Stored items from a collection

>>

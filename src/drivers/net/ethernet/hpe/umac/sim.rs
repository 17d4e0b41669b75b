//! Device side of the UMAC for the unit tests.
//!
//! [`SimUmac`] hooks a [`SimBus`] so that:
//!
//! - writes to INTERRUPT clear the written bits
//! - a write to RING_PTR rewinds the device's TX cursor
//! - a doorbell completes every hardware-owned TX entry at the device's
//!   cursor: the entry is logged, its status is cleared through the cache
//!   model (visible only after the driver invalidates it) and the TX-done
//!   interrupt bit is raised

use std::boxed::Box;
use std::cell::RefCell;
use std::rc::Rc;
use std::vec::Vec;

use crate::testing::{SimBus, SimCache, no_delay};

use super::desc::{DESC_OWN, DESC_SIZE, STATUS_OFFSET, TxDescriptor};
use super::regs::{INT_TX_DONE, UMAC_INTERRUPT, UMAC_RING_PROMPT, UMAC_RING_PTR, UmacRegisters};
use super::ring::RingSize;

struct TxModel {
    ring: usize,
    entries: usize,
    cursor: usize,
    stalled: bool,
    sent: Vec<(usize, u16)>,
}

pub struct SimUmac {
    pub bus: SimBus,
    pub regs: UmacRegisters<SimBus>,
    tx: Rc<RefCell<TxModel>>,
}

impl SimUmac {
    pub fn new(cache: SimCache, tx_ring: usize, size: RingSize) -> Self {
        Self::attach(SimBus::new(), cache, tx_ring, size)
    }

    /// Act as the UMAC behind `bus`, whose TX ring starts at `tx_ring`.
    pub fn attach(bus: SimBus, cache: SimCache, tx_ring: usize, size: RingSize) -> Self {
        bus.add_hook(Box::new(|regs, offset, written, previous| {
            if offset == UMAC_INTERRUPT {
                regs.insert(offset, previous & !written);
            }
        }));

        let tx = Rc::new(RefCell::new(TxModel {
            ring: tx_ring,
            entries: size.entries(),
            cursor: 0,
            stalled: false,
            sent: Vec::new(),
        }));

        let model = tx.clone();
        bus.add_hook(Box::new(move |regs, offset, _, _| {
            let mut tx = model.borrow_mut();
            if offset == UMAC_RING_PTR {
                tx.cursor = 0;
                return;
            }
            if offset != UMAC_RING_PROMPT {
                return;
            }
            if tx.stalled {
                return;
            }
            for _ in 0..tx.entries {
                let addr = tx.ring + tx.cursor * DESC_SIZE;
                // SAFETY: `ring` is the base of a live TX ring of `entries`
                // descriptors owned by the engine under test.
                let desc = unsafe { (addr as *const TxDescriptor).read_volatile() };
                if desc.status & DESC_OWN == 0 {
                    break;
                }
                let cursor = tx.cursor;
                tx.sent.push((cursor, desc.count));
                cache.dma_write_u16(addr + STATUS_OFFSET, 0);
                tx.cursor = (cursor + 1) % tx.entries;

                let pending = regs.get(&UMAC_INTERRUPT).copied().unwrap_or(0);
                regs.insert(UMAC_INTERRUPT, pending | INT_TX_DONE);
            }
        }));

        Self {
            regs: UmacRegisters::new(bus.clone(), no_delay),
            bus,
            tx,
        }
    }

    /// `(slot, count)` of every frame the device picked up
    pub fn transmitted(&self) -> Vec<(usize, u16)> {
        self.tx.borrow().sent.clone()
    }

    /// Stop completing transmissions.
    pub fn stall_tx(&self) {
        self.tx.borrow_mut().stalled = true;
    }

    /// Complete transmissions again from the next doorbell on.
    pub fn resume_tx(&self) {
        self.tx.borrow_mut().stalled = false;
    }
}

<<

EXERCISE REQUIREMENTS » Find the lines in the data that include "cursor", then copy each of them.

SOLUTION TO THIS PROBLEM »
//! - a write to RING_PTR rewinds the device's TX cursor
//!   cursor: the entry is logged, its status is cleared through the cache
    cursor: usize,
            cursor: 0,
                tx.cursor = 0;
                let addr = tx.ring + tx.cursor * DESC_SIZE;
                let cursor = tx.cursor;
                tx.sent.push((cursor, desc.count));
                tx.cursor = (cursor + 1) % tx.entries;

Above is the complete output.